Work out how many lines in the entries below include the word "RecordClass", and give only that figure.

*** Given data ***

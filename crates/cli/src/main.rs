use clap::Parser;
use dnsfilter_domain::CliOverrides;
use dnsfilter_jobs::ListRefreshJob;
use std::net::SocketAddr;
use std::sync::Arc;
use tokio_util::sync::CancellationToken;
use tracing::{error, info};

mod bootstrap;
mod di;
mod server;

#[derive(Parser)]
#[command(name = "dnsfilter")]
#[command(version)]
#[command(about = "DnsFilter - DNS forwarding proxy with hosts-list ad-blocking")]
struct Cli {
    /// Configuration file path
    #[arg(short = 'c', long, value_name = "FILE")]
    config: Option<String>,

    /// DNS server port
    #[arg(short = 'd', long)]
    dns_port: Option<u16>,

    /// Bind address
    #[arg(short = 'b', long)]
    bind: Option<String>,

    /// Upstream resolver (host:port)
    #[arg(short = 'u', long)]
    upstream: Option<String>,

    /// Log level (trace, debug, info, warn, error)
    #[arg(long)]
    log_level: Option<String>,

    /// Blacklist source (URL or file path); repeatable
    #[arg(long, value_name = "SOURCE")]
    blacklist: Vec<String>,

    /// Whitelist source (URL or file path); repeatable
    #[arg(long, value_name = "SOURCE")]
    whitelist: Vec<String>,
}

#[tokio::main]
async fn main() -> anyhow::Result<()> {
    let cli = Cli::parse();

    let cli_overrides = CliOverrides {
        dns_port: cli.dns_port,
        bind_address: cli.bind,
        upstream: cli.upstream,
        log_level: cli.log_level,
        blacklist: cli.blacklist,
        whitelist: cli.whitelist,
    };

    let config = bootstrap::load_config(cli.config.as_deref(), cli_overrides)?;

    bootstrap::init_logging(&config);

    info!("Starting DnsFilter v{}", env!("CARGO_PKG_VERSION"));

    let shutdown = CancellationToken::new();

    let lists = di::ListServices::new(&config).await?;
    let dns_services = di::DnsServices::new(&config, lists.filter_lists.clone())?;

    if config.lists.refresh_interval > 0 {
        let refresh_job = Arc::new(
            ListRefreshJob::new(lists.reload.clone())
                .with_interval(config.lists.refresh_interval)
                .with_cancellation(shutdown.clone()),
        );
        refresh_job.start().await;
    }

    let listen_addr: SocketAddr = config.server.listen_address().parse()?;

    tokio::select! {
        result = server::start_dns_server(
            listen_addr,
            dns_services.handler,
            config.server.max_concurrent_requests,
            shutdown.clone(),
        ) => {
            if let Err(e) = &result {
                error!(error = %e, "DNS server error");
            }
            result?;
        }
        signal = tokio::signal::ctrl_c() => {
            signal?;
            info!("Interrupt received, shutting down");
            shutdown.cancel();
        }
    }

    info!("Server shutdown complete");
    Ok(())
}
use super::{
    FLAG_AUTHORITATIVE, FLAG_RECURSION_AVAILABLE, FLAG_RECURSION_DESIRED, FLAG_RESPONSE,
    FLAG_TRUNCATED, HEADER_LEN, MAX_NAME_WIRE_LEN,
};
use dnsfilter_domain::{
    DnsHeader, DnsMessage, DnsQuestion, DomainError, DomainName, RecordClass, RecordType,
    ResourceRecord,
};

const MAX_POINTER_JUMPS: usize = 32;
/// Root name plus type and class.
const MIN_QUESTION_LEN: usize = 5;
/// Root name plus type, class, TTL and rdata length.
const MIN_RECORD_LEN: usize = 11;

/// Decodes header, questions and answers from a raw datagram.
///
/// Compression pointers are followed in owner names and inside the payload
/// of CNAME, NS, PTR, MX and SOA records, which are stored expanded.
pub fn decode_message(buf: &[u8]) -> Result<DnsMessage, DomainError> {
    if buf.len() < HEADER_LEN {
        return Err(malformed(format!(
            "message is {} bytes, shorter than the header",
            buf.len()
        )));
    }

    let mut reader = Reader { buf, pos: 0 };
    let id = reader.u16()?;
    let flags = reader.u16()?;
    let qdcount = reader.u16()?;
    let ancount = reader.u16()?;
    let _nscount = reader.u16()?;
    let _arcount = reader.u16()?;

    let header = DnsHeader {
        id,
        response: flags & FLAG_RESPONSE != 0,
        opcode: ((flags >> 11) & 0x0F) as u8,
        authoritative: flags & FLAG_AUTHORITATIVE != 0,
        truncated: flags & FLAG_TRUNCATED != 0,
        recursion_desired: flags & FLAG_RECURSION_DESIRED != 0,
        recursion_available: flags & FLAG_RECURSION_AVAILABLE != 0,
        response_code: (flags & 0x000F) as u8,
    };

    let mut questions =
        Vec::with_capacity(capacity_hint(qdcount, reader.remaining(), MIN_QUESTION_LEN));
    for _ in 0..qdcount {
        let name = reader.name()?;
        let record_type = RecordType::from_u16(reader.u16()?);
        let class = RecordClass::from_u16(reader.u16()?);
        questions.push(DnsQuestion {
            name,
            record_type,
            class,
        });
    }

    let mut answers =
        Vec::with_capacity(capacity_hint(ancount, reader.remaining(), MIN_RECORD_LEN));
    for _ in 0..ancount {
        answers.push(reader.record()?);
    }

    Ok(DnsMessage {
        header,
        questions,
        answers,
    })
}

/// Section counts come from the wire; never reserve more entries than the
/// remaining bytes could hold.
fn capacity_hint(count: u16, remaining: usize, min_len: usize) -> usize {
    (count as usize).min(remaining / min_len)
}

fn malformed(reason: impl Into<String>) -> DomainError {
    DomainError::MalformedMessage(reason.into())
}

struct Reader<'a> {
    buf: &'a [u8],
    pos: usize,
}

impl<'a> Reader<'a> {
    fn take(&mut self, len: usize) -> Result<&'a [u8], DomainError> {
        let end = self
            .pos
            .checked_add(len)
            .filter(|end| *end <= self.buf.len())
            .ok_or_else(|| malformed(format!("truncated at offset {}", self.pos)))?;
        let bytes = &self.buf[self.pos..end];
        self.pos = end;
        Ok(bytes)
    }

    fn remaining(&self) -> usize {
        self.buf.len() - self.pos
    }

    fn u16(&mut self) -> Result<u16, DomainError> {
        let bytes = self.take(2)?;
        Ok(u16::from_be_bytes([bytes[0], bytes[1]]))
    }

    fn u32(&mut self) -> Result<u32, DomainError> {
        let bytes = self.take(4)?;
        Ok(u32::from_be_bytes([bytes[0], bytes[1], bytes[2], bytes[3]]))
    }

    fn name(&mut self) -> Result<DomainName, DomainError> {
        let (labels, end) = read_labels(self.buf, self.pos)?;
        self.pos = end;
        labels_to_name(&labels)
    }

    /// Reads a name and appends it to `out` uncompressed.
    fn expand_name_into(&mut self, out: &mut Vec<u8>) -> Result<(), DomainError> {
        let (labels, end) = read_labels(self.buf, self.pos)?;
        self.pos = end;
        for label in labels {
            out.push(label.len() as u8);
            out.extend_from_slice(label);
        }
        out.push(0);
        Ok(())
    }

    fn record(&mut self) -> Result<ResourceRecord, DomainError> {
        let name = self.name()?;
        let record_type = RecordType::from_u16(self.u16()?);
        let class = RecordClass::from_u16(self.u16()?);
        let ttl = self.u32()?;
        let rdlength = self.u16()? as usize;

        let rdata_start = self.pos;
        let rdata_end = rdata_start + rdlength;
        if rdata_end > self.buf.len() {
            return Err(malformed(format!(
                "record data for {} runs past the end of the message",
                name
            )));
        }

        let rdata = match record_type {
            RecordType::CNAME | RecordType::NS | RecordType::PTR => {
                let mut out = Vec::with_capacity(rdlength);
                self.expand_name_into(&mut out)?;
                out
            }
            RecordType::MX => {
                let mut out = Vec::with_capacity(rdlength + 16);
                out.extend_from_slice(self.take(2)?);
                self.expand_name_into(&mut out)?;
                out
            }
            RecordType::SOA => {
                let mut out = Vec::with_capacity(rdlength + 32);
                self.expand_name_into(&mut out)?;
                self.expand_name_into(&mut out)?;
                out.extend_from_slice(self.take(20)?);
                out
            }
            _ => self.take(rdlength)?.to_vec(),
        };

        if self.pos != rdata_end {
            return Err(malformed(format!(
                "record data length mismatch for {} {}",
                name, record_type
            )));
        }

        Ok(ResourceRecord {
            name,
            record_type,
            class,
            ttl,
            rdata,
        })
    }
}

/// Returns the labels of the name at `start` and the offset just past it in
/// the original (unfollowed) position.
fn read_labels(buf: &[u8], start: usize) -> Result<(Vec<&[u8]>, usize), DomainError> {
    let mut labels = Vec::new();
    let mut pos = start;
    let mut end = None;
    let mut jumps = 0;
    let mut wire_len = 1;

    loop {
        let len = *buf
            .get(pos)
            .ok_or_else(|| malformed(format!("name at offset {} is truncated", start)))?
            as usize;

        match len & 0xC0 {
            0x00 => {
                if len == 0 {
                    pos += 1;
                    break;
                }
                let label = buf
                    .get(pos + 1..pos + 1 + len)
                    .ok_or_else(|| malformed(format!("label at offset {} is truncated", pos)))?;
                wire_len += len + 1;
                if wire_len > MAX_NAME_WIRE_LEN {
                    return Err(malformed(format!("name at offset {} is too long", start)));
                }
                labels.push(label);
                pos += 1 + len;
            }
            0xC0 => {
                let low = *buf
                    .get(pos + 1)
                    .ok_or_else(|| malformed(format!("pointer at offset {} is truncated", pos)))?;
                jumps += 1;
                if jumps > MAX_POINTER_JUMPS {
                    return Err(malformed("compression pointer loop"));
                }
                if end.is_none() {
                    end = Some(pos + 2);
                }
                let target = ((len & 0x3F) << 8) | low as usize;
                if target >= buf.len() {
                    return Err(malformed(format!(
                        "compression pointer to {} is out of bounds",
                        target
                    )));
                }
                pos = target;
            }
            _ => {
                return Err(malformed(format!(
                    "unsupported label type 0x{:02x} at offset {}",
                    len, pos
                )))
            }
        }
    }

    Ok((labels, end.unwrap_or(pos)))
}

fn labels_to_name(labels: &[&[u8]]) -> Result<DomainName, DomainError> {
    let mut name = String::new();
    for (i, label) in labels.iter().enumerate() {
        let text = std::str::from_utf8(label)
            .map_err(|_| malformed("domain label is not valid UTF-8"))?;
        if text.contains('.') {
            return Err(malformed(format!("domain label '{}' contains a dot", text)));
        }
        if i > 0 {
            name.push('.');
        }
        name.push_str(text);
    }
    Ok(DomainName::new(&name))
}
use serde::{Deserialize, Serialize};

pub const DEFAULT_BLACKLIST_SOURCE: &str =
    "https://raw.githubusercontent.com/StevenBlack/hosts/master/hosts";

/// Sources are URLs (`http://`, `https://`) or local file paths in hosts format.
#[derive(Debug, Clone, Deserialize, Serialize)]
pub struct ListsConfig {
    #[serde(default = "default_blacklist")]
    pub blacklist: Vec<String>,

    #[serde(default)]
    pub whitelist: Vec<String>,

    /// Seconds between reloads; 0 loads once at startup
    #[serde(default)]
    pub refresh_interval: u64,
}

impl Default for ListsConfig {
    fn default() -> Self {
        Self {
            blacklist: default_blacklist(),
            whitelist: Vec::new(),
            refresh_interval: 0,
        }
    }
}

fn default_blacklist() -> Vec<String> {
    vec![DEFAULT_BLACKLIST_SOURCE.to_string()]
}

***

# Answer to this exercise
3